Between 2002 and 2004, the entirety of the church's 1,800m² façade was replaced with 3000 plates of Carrara marble, each tile having been examined by ultrasound to ensure quality. The angelic and holy figures were removed and transported to a workshop where they were restored. Construction began on the interior of the church in 2005. Among other projects, each of the mosaic windowpanes were glazed and remounted in a specially designed support structure. The windows, which have been valued at 5 million Euro, are now better protected from the elements and vandalism. The mosaics within the church, main altar, pulpit, chandeliers, sconces, and wall decorations were restored and newly gilded. Trained wood restorers polished and improved the pews and confessionals. The plasterboard ceiling was also rebuilt. About half of the original 2,200 plaster tiles were salvageable, the rest were replaced.

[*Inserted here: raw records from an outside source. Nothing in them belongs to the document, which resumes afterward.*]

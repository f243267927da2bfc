//! End-to-end stream tests over the loopback interface: a sender socket plays
//! the camera, pushing vendor-header-wrapped JPEG datagrams at the bound
//! receive socket.

use std::io::Cursor;
use std::net::{Ipv4Addr, UdpSocket};
use std::sync::atomic::{AtomicU64, Ordering};
use std::sync::{Arc, Mutex};
use std::time::{Duration, Instant};

use pushcam::{
    DecodedImage, ImageSink, InterfaceBinding, MockConfig, MockSource, PushConfig,
    PushStreamSource, StreamError,
};

const VENDOR_HEADER_LEN: usize = 130;

fn loopback_binding() -> InterfaceBinding {
    InterfaceBinding {
        local_ip: Ipv4Addr::LOCALHOST,
        port: 0,
    }
}

fn jpeg_bytes(width: u32, height: u32) -> Vec<u8> {
    let img = image::RgbImage::from_fn(width, height, |x, y| {
        image::Rgb([(x % 256) as u8, (y % 256) as u8, 64])
    });
    let mut bytes = Vec::new();
    img.write_to(&mut Cursor::new(&mut bytes), image::ImageFormat::Jpeg)
        .expect("encode jpeg");
    bytes
}

fn datagram_with_jpeg(jpeg: &[u8]) -> Vec<u8> {
    let mut datagram = vec![0u8; VENDOR_HEADER_LEN];
    datagram.extend_from_slice(jpeg);
    datagram
}

fn wait_until(timeout: Duration, mut cond: impl FnMut() -> bool) -> bool {
    let deadline = Instant::now() + timeout;
    while Instant::now() < deadline {
        if cond() {
            return true;
        }
        std::thread::sleep(Duration::from_millis(10));
    }
    cond()
}

#[derive(Default)]
struct CollectSink {
    frames: Mutex<Vec<(u32, u32)>>,
}

impl CollectSink {
    fn len(&self) -> usize {
        self.frames.lock().unwrap().len()
    }
}

impl ImageSink for CollectSink {
    fn accept(&self, image: DecodedImage) {
        self.frames.lock().unwrap().push((image.width, image.height));
    }
}

#[test]
fn delivers_streamed_frames_to_the_sink() {
    let sink = Arc::new(CollectSink::default());
    let config = PushConfig::default();
    let source = PushStreamSource::bind_to(loopback_binding(), &config, sink.clone())
        .expect("bind loopback");
    let addr = source.local_addr().expect("local addr");
    let worker = source.spawn();

    let datagram = datagram_with_jpeg(&jpeg_bytes(16, 12));
    let sender = UdpSocket::bind((Ipv4Addr::LOCALHOST, 0)).expect("bind sender");
    for _ in 0..3 {
        sender.send_to(&datagram, addr).expect("send datagram");
    }

    assert!(wait_until(Duration::from_secs(5), || sink.len() == 3));
    let frames = sink.frames.lock().unwrap().clone();
    assert!(frames.iter().all(|&dims| dims == (16, 12)));
    assert_eq!(worker.stats().datagrams_received, 3);

    worker.stop_and_join();
}

#[test]
fn malformed_datagram_does_not_break_the_stream() {
    let sink = Arc::new(CollectSink::default());
    let config = PushConfig::default();
    let source = PushStreamSource::bind_to(loopback_binding(), &config, sink.clone())
        .expect("bind loopback");
    let addr = source.local_addr().expect("local addr");
    let worker = source.spawn();

    let good = datagram_with_jpeg(&jpeg_bytes(16, 12));
    let mut bad = vec![0u8; VENDOR_HEADER_LEN];
    bad.extend_from_slice(&[0xAB; 300]);

    let sender = UdpSocket::bind((Ipv4Addr::LOCALHOST, 0)).expect("bind sender");
    sender.send_to(&good, addr).expect("send good");
    sender.send_to(&bad, addr).expect("send bad");
    sender.send_to(&good, addr).expect("send good");

    // Exactly the two valid frames arrive; the bad one is counted, not fatal.
    assert!(wait_until(Duration::from_secs(5), || {
        sink.len() == 2 && worker.stats().decode_failures == 1
    }));
    std::thread::sleep(Duration::from_millis(200));
    assert_eq!(sink.len(), 2);

    worker.stop_and_join();
}

#[test]
fn receive_throughput_is_independent_of_decode_latency() {
    struct SlowSink {
        delivered: AtomicU64,
    }

    impl ImageSink for SlowSink {
        fn accept(&self, _image: DecodedImage) {
            std::thread::sleep(Duration::from_millis(300));
            self.delivered.fetch_add(1, Ordering::Relaxed);
        }
    }

    let sink = Arc::new(SlowSink {
        delivered: AtomicU64::new(0),
    });
    let config = PushConfig {
        decode_workers: 1,
        queue_capacity: 4,
        ..PushConfig::default()
    };
    let source =
        PushStreamSource::bind_to(loopback_binding(), &config, sink).expect("bind loopback");
    let addr = source.local_addr().expect("local addr");
    let worker = source.spawn();

    let datagram = datagram_with_jpeg(&jpeg_bytes(16, 12));
    let sender = UdpSocket::bind((Ipv4Addr::LOCALHOST, 0)).expect("bind sender");
    for _ in 0..12 {
        sender.send_to(&datagram, addr).expect("send datagram");
    }

    // All datagrams come off the socket long before the single 300ms-per-frame
    // decode worker could have drained them.
    assert!(wait_until(Duration::from_secs(2), || {
        worker.stats().datagrams_received == 12
    }));
    let stats = worker.stats();
    assert!(stats.frames_decoded < 12);
    assert!(stats.frames_dropped >= 1);

    worker.stop_and_join();
}

#[test]
fn no_sink_deliveries_after_stop() {
    let sink = Arc::new(CollectSink::default());
    let config = PushConfig::default();
    let source = PushStreamSource::bind_to(loopback_binding(), &config, sink.clone())
        .expect("bind loopback");
    let addr = source.local_addr().expect("local addr");
    let worker = source.spawn();

    let datagram = datagram_with_jpeg(&jpeg_bytes(16, 12));
    let sender = UdpSocket::bind((Ipv4Addr::LOCALHOST, 0)).expect("bind sender");
    sender.send_to(&datagram, addr).expect("send datagram");
    assert!(wait_until(Duration::from_secs(5), || sink.len() == 1));

    worker.stop_and_join();

    // Socket is closed and the decode queue disconnected; nothing sent now
    // can reach the sink.
    let delivered_at_stop = sink.len();
    for _ in 0..3 {
        let _ = sender.send_to(&datagram, addr);
    }
    std::thread::sleep(Duration::from_millis(300));
    assert_eq!(sink.len(), delivered_at_stop);
}

#[test]
fn mock_source_delivers_until_stopped() {
    let sink = Arc::new(CollectSink::default());
    let config = MockConfig {
        width: 32,
        height: 24,
        target_fps: 100,
    };
    let worker = MockSource::new(config, sink.clone()).spawn();

    assert!(wait_until(Duration::from_secs(2), || sink.len() >= 3));
    let frames = sink.frames.lock().unwrap().clone();
    assert!(frames.iter().all(|&dims| dims == (32, 24)));

    worker.stop_and_join();
    let delivered_at_stop = sink.len();
    std::thread::sleep(Duration::from_millis(100));
    assert_eq!(sink.len(), delivered_at_stop);
}

#[test]
fn resolver_accepts_loopback_camera_when_loopback_exists() {
    match pushcam::find_local_ip_in_subnet(Ipv4Addr::LOCALHOST, 8) {
        Ok(addr) => assert_eq!(addr.octets()[0], 127),
        // Hosts without a configured loopback interface have nothing to select.
        Err(StreamError::NoMatchingInterface { .. }) => {}
        Err(e) => panic!("unexpected resolver error: {e}"),
    }
}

While the interior renovations were ongoing, the foundation of the church, the drainage system, and the exterior base were completely renewed. After the renovations were complete, a wheelchair-accessible entrance was added on the north side of the church.

After the 6-year long renovation project, the church was finally reopened on October 1, 2006.

Prior to its reopening, Steinhof church was selected as a main motif of one of the most famous euro collectors coins: the Austrian 100 euro Steinhof Church commemorative coin, minted on November 9, 2005. The obverse gives an angled perspective view of the left-side and main door of the building.